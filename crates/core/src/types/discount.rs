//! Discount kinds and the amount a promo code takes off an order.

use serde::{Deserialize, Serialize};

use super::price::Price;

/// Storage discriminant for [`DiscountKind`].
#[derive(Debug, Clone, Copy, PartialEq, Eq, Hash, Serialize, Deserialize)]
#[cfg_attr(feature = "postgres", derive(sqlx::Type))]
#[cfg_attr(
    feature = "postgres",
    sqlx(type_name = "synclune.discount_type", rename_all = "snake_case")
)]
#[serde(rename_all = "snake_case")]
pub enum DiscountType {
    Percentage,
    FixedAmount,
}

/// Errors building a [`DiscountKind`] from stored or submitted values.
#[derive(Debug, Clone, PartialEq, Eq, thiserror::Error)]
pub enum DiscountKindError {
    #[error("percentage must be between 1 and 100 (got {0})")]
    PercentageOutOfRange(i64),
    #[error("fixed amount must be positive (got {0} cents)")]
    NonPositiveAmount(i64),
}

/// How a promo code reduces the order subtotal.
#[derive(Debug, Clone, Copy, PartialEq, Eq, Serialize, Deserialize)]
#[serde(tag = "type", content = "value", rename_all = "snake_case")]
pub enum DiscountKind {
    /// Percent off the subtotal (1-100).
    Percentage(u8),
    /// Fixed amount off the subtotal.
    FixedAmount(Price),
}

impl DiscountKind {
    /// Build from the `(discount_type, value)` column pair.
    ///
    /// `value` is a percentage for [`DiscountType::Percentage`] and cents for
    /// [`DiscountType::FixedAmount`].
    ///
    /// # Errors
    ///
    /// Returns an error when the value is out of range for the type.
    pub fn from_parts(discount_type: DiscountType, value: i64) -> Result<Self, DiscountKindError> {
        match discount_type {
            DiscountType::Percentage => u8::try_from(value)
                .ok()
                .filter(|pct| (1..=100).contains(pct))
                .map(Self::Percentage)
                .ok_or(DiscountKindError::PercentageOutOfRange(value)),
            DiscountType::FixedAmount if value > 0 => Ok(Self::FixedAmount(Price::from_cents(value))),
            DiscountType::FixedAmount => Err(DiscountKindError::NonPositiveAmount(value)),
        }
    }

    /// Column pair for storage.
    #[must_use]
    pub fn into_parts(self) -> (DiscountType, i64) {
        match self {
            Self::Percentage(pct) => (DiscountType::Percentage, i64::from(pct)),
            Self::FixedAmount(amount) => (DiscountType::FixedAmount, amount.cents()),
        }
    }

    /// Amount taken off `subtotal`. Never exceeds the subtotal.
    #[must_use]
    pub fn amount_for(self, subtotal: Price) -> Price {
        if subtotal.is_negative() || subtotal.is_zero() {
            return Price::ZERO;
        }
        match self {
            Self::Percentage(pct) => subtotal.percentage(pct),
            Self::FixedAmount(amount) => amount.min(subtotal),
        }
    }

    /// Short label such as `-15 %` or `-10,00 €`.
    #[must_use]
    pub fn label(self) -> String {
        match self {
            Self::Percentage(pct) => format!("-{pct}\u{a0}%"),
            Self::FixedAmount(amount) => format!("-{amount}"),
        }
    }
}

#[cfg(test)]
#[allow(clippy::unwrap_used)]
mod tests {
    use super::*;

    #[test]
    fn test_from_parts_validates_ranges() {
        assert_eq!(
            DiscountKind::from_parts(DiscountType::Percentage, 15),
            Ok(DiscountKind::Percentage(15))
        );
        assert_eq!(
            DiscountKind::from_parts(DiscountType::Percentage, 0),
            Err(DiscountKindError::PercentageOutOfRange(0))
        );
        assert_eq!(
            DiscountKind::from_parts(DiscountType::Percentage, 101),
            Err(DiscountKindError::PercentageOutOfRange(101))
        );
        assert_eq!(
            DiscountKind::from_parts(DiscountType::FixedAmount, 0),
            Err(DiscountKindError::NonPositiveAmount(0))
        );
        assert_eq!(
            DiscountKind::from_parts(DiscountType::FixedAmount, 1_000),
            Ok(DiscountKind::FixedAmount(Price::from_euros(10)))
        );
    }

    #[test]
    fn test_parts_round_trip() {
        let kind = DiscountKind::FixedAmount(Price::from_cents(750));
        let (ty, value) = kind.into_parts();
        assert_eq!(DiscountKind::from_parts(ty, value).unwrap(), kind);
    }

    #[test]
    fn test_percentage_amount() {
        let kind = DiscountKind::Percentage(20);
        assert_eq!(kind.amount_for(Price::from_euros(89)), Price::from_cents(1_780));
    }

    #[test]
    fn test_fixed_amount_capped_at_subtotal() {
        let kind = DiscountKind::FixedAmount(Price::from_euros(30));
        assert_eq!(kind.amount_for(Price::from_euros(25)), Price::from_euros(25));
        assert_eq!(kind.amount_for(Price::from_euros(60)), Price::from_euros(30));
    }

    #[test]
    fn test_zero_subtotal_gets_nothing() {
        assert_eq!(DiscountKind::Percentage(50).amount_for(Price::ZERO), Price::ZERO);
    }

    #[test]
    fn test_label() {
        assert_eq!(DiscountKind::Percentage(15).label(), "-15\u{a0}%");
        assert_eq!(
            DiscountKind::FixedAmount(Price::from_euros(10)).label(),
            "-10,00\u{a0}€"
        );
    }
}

■ **GOAL OF THE EXERCISE**:
Copy every line of the listing containing the string "enum".

■ **ANSWER BOX**:
pub enum DiscountType {
pub enum DiscountKindError {
pub enum DiscountKind {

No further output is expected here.